- Captain: Guyanga Weerasekera
- Nations Ranking: 76 (16 November 2015)
- Colors: yellow & blue
- First year: 1990
- Years played: 14
- Ties played (W–L): 52 (18–34)
- Best finish: Zonal Group II RR
- Most total wins: Lihini Weerasuriya (12–12)
- Most singles wins: Lihini Weerasuriya (8–7)
- Most doubles wins: Medhira Samarasinghe (5–2)
- Best doubles team: Amreetha Muttiah / Medhira Samarasinghe (4–2)
- Most ties played: Lihini Weerasuriya (15)
- Most years played: Lihini Weerasuriya (5)

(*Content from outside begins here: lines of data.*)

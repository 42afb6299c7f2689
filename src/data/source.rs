use std::fs::File;
use std::io::{self, Read};
use std::path::Path;

use crate::data::model::{ElementKind, ValueArray};

/// Failure type at the collaborator boundary. Sources and table readers
/// surface whatever their backend produced; the extraction layer wraps it
/// with the offending path.
pub type BoxError = Box<dyn std::error::Error + Send + Sync + 'static>;

// ---------------------------------------------------------------------------
// Source handle traits
// ---------------------------------------------------------------------------

/// One entry of a group's child list: either a subgroup or a leaf dataset.
pub enum Child<G, L> {
    Group(G),
    Leaf(L),
}

/// A group node in a hierarchical container.
///
/// Opening and closing the underlying source is the caller's job, once,
/// after all leaf reads have completed: collect → read-all → release.
/// Traversal itself never mutates or closes the source.
pub trait GroupHandle: Sized {
    type Leaf: LeafHandle;

    /// Stable identity of the underlying object, used to detect cycles.
    /// Containers with hard links can alias one group under several names;
    /// two handles to the same object must report the same address.
    fn address(&self) -> u64;

    /// Children in stable, source-defined order. The order must be the same
    /// every time the same source is walked.
    fn children(&self) -> Result<Vec<(String, Child<Self, Self::Leaf>)>, BoxError>;
}

/// A leaf node: a typed, shaped, readable block of data.
pub trait LeafHandle {
    fn element_kind(&self) -> ElementKind;

    /// Dimension sizes, outermost first.
    fn shape(&self) -> Vec<usize>;

    /// Materialize the leaf's data. Only meaningful for plain (numeric)
    /// leaves; structured leaves are read through a
    /// [`TableReader`](crate::data::table::TableReader) instead.
    fn read(&self) -> Result<ValueArray, BoxError>;
}

// ---------------------------------------------------------------------------
// Container detection
// ---------------------------------------------------------------------------

/// Every container file in this family starts with the same 8-byte signature.
pub const CONTAINER_MAGIC: [u8; 8] = *b"\x89HDF\r\n\x1a\n";

/// Check whether the file at `path` belongs to the hierarchical-container
/// family. Reads at most 8 bytes; a file shorter than that is simply not a
/// container. Never mutates the file.
pub fn is_container(path: &Path) -> io::Result<bool> {
    let mut file = File::open(path)?;
    let mut head = [0u8; 8];
    let mut filled = 0;
    while filled < head.len() {
        let n = file.read(&mut head[filled..])?;
        if n == 0 {
            return Ok(false);
        }
        filled += n;
    }
    Ok(head == CONTAINER_MAGIC)
}
use std::collections::HashMap;
use std::sync::Arc;

use anyhow::{Context, Result};
use arrow::array::{Float64Array, Int64Array, StringArray};
use arrow::datatypes::{DataType, Field, Schema};
use arrow::record_batch::RecordBatch;
use serde::Serialize;

use rusty_hive::visual::distinct_colors;
use rusty_hive::{
    build_records, BatchTableReader, Component, Dataset, ExtractOptions, MemoryGroup,
    VisualAttributes,
};

/// Build a small nested container resembling a beamline acquisition file:
/// two detector planes of the same shape, a calibration vector, and one
/// tabular run log.
fn sample_container() -> Result<MemoryGroup> {
    let root = MemoryGroup::root();

    let detectors = root.add_group("detectors");
    detectors.add_floats(
        "plane_a",
        vec![2, 3],
        vec![0.1, 0.2, 0.3, 0.4, 0.5, 0.6],
    );
    detectors.add_ints("plane_b", vec![2, 3], vec![10, 20, 30, 40, 50, 60]);

    let calib = root.add_group("calibration");
    calib.add_floats("gain", vec![4], vec![1.0, 1.01, 0.99, 1.02]);

    let schema = Arc::new(Schema::new(vec![
        Field::new("shot", DataType::Int64, false),
        Field::new("energy", DataType::Float64, false)
            .with_metadata(HashMap::from([("unit".to_string(), "keV".to_string())])),
        Field::new("operator", DataType::Utf8, false),
    ]));
    let batch = RecordBatch::try_new(
        schema,
        vec![
            Arc::new(Int64Array::from(vec![1, 2, 3])),
            Arc::new(Float64Array::from(vec![12.4, 12.5, 12.4])),
            Arc::new(StringArray::from(vec!["Alice", "Alice", "Bob"])),
        ],
    )
    .context("building run-log batch")?;
    root.add_table("run_log", batch);

    Ok(root)
}

#[derive(Serialize)]
struct RecordSummary<'a> {
    label: &'a str,
    color: &'a str,
    components: Vec<ComponentSummary<'a>>,
}

#[derive(Serialize)]
struct ComponentSummary<'a> {
    label: &'a str,
    shape: &'a [usize],
    unit: Option<&'a str>,
}

fn summarize<'a>(record: &'a Dataset, style: &'a VisualAttributes) -> RecordSummary<'a> {
    RecordSummary {
        label: &record.label,
        color: style.color(),
        components: record
            .components()
            .map(|(label, component): (&str, &Component)| ComponentSummary {
                label,
                shape: &component.values.shape,
                unit: component.unit.as_deref(),
            })
            .collect(),
    }
}

fn main() -> Result<()> {
    env_logger::init();

    let root = sample_container()?;
    let options = ExtractOptions {
        auto_merge: true,
        ..Default::default()
    };
    let records = build_records(&root, "sample", &options, &BatchTableReader)
        .context("extracting sample container")?;

    // One style per record, colors spread over the hue circle.
    let mut styles = Vec::with_capacity(records.len());
    for (record, color) in records.iter().zip(distinct_colors(records.len())) {
        let mut style = VisualAttributes::new();
        style.set_field("color", color)?;
        style.set_field("label", record.label.as_str())?;
        styles.push(style);
    }

    let summaries: Vec<RecordSummary> = records
        .iter()
        .zip(&styles)
        .map(|(record, style)| summarize(record, style))
        .collect();
    println!("{}", serde_json::to_string_pretty(&summaries)?);

    Ok(())
}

= Sri Lanka Billie Jean King Cup team =

National tennis team

The Sri Lanka Fed Cup team represents Sri Lanka in Fed Cup tennis competition and are governed by the Sri Lanka Tennis Association. They have not competed since 2001 with the exception of the 2008 tournament.

==History==
Sri Lanka competed in its first Fed Cup in 1990. Their best result was reaching the final qualifying round in 1992 and 1993. In 2007, Sri Lanka were scheduled to compete in the Asia/Oceania Zone Group II in Christchurch, New Zealand, but, together with Syria, withdrew because of a terrorist threat. After competing in 2008, Sri Lanka were listed for the 2009 Asia/Oceania Zone Group II, but did not take part.